The biggest drawback from Free Public Transit is the assumption, implicitly accepted by several of the contributors, that self-driving vehicles are an inevitability. The contributors consider the impact these will have on transit and traffic debates, and generally make an argument against private ownership of self-driving vehicles, arguing that if publicly controlled, they could constitute a useful part of a public transit system. They envision a system in which smaller self-driving vehicles are used to transport neighbourhood residents, free of charge, from their homes to the larger bus or light rail terminals that allow them to complete their daily journeys.

Yet there’s a certain naïveté in the tacit assumption that self-driving vehicles are inevitable, as well as the hope that they will contribute in utopian ways toward a positive public transit future. If anything, the lessons in this book – especially those drawn from the ruthless campaigns of car companies to eviscerate public transit systems and restructure urban space for the benefit of their product – are that new technologies, especially when pioneered by private interests, rarely prioritize the public good over private profit. It is just as likely that self-driving vehicles will simply continue the struggle of private industry against public transit.
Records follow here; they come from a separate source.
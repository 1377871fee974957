//! Sequential fixed-size chunk reader.
//!
//! The file is read strictly from offset 0. Each window is filled completely
//! unless the end of the file is reached; a short window is the last one.
//! When the file size is an exact multiple of the chunk size the zero-length
//! read that follows the final full window is not reported as a chunk, so a
//! file of `S` bytes always yields `ceil(S / C)` chunks.

use std::path::{Path, PathBuf};

use base64::{engine::general_purpose::STANDARD, Engine as _};
use tokio::io::AsyncReadExt;

use crate::error::IngestError;

/// One window of the file.
#[derive(Debug, Clone)]
pub struct Chunk {
    /// 1-based position within the file.
    pub sequence: u32,
    /// Byte offset of the first byte.
    pub offset: u64,
    pub data: Vec<u8>,
}

impl Chunk {
    pub fn len(&self) -> usize {
        self.data.len()
    }

    pub fn is_empty(&self) -> bool {
        self.data.is_empty()
    }

    pub fn encode(&self) -> String {
        STANDARD.encode(&self.data)
    }
}

/// Reads a file in fixed-size chunks. The handle is closed when the reader is
/// dropped, whichever way the transfer ends.
pub struct ChunkReader {
    file: tokio::fs::File,
    path: PathBuf,
    chunk_size: usize,
    file_size: u64,
    offset: u64,
    next_sequence: u32,
    finished: bool,
}

impl ChunkReader {
    pub async fn open(path: &Path, chunk_size: usize) -> Result<Self, IngestError> {
        if chunk_size == 0 {
            return Err(IngestError::Config("chunk size must be positive".into()));
        }
        let file = tokio::fs::File::open(path)
            .await
            .map_err(|source| IngestError::LocalFile {
                path: path.to_path_buf(),
                source,
            })?;
        let file_size = file
            .metadata()
            .await
            .map_err(|source| IngestError::LocalFile {
                path: path.to_path_buf(),
                source,
            })?
            .len();

        Ok(Self {
            file,
            path: path.to_path_buf(),
            chunk_size,
            file_size,
            offset: 0,
            next_sequence: 1,
            finished: false,
        })
    }

    /// Reads the next window. Returns `None` once the file is exhausted.
    pub async fn next_chunk(&mut self) -> Result<Option<Chunk>, IngestError> {
        if self.finished {
            return Ok(None);
        }

        let mut buf = vec![0u8; self.chunk_size];
        let mut filled = 0;
        while filled < self.chunk_size {
            let n = self
                .file
                .read(&mut buf[filled..])
                .await
                .map_err(|source| IngestError::LocalFile {
                    path: self.path.clone(),
                    source,
                })?;
            if n == 0 {
                break;
            }
            filled += n;
        }

        if filled < self.chunk_size {
            self.finished = true;
        }
        if filled == 0 {
            return Ok(None);
        }
        buf.truncate(filled);

        let chunk = Chunk {
            sequence: self.next_sequence,
            offset: self.offset,
            data: buf,
        };
        self.offset += filled as u64;
        self.next_sequence += 1;
        Ok(Some(chunk))
    }

    /// Size of the file when it was opened.
    pub fn file_size(&self) -> u64 {
        self.file_size
    }

    /// Number of chunks a file of `file_size` bytes is split into.
    pub fn expected_chunks(file_size: u64, chunk_size: usize) -> u64 {
        file_size.div_ceil(chunk_size as u64)
    }
}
Moreover, the utopianism inherent in the vision of a self-driving public transit system ignores the very real human cost that could result from removing human oversight from the system. Does anyone really think that corporations seeking to profit from self-driving vehicles would pay to have human monitors on those vehicles, for security and safety purposes, if they weren’t forced to? No technological innovation is inevitable, and the rather naïve utopianism of some contributors around self-driving vehicles is the only jarring part of this collection. That is not to say that self-driving vehicles shouldn’t be part of the dialogue, but future versions of the collection would benefit from having some more critical analyses of the corporate hype surrounding self-driving vehicles.

Labour unions representing transit workers have been fighting against automated transit systems with varying levels of success; there’s potential for a strong alliance against the automation of our cities’ transportation networks. Given the reckless accidents already being caused by experiments in self-driving vehicles, and the tremendous risk of hacked vehicles being used in criminal or terrorist activities, there’s immense potential for galvanizing an urban movement to ban self-driving vehicles that could easily stop the technology in its tracks. The future of self-driving vehicles, and their role in transit debates, deserves a more holistic debate than we see in the present environment, in which developers of the technology are allowed to forge the agenda and transit advocates merely try to add some progressive touches to an agenda already shaped by private industry.

That aside, Free Public Transit is a delightfully thought-provoking collection, packed with data and innovative ideas alike. It’s a refreshing source of inspiration for those who rely on public transit, and a must-read for anyone with an interest in urbanism or public policy.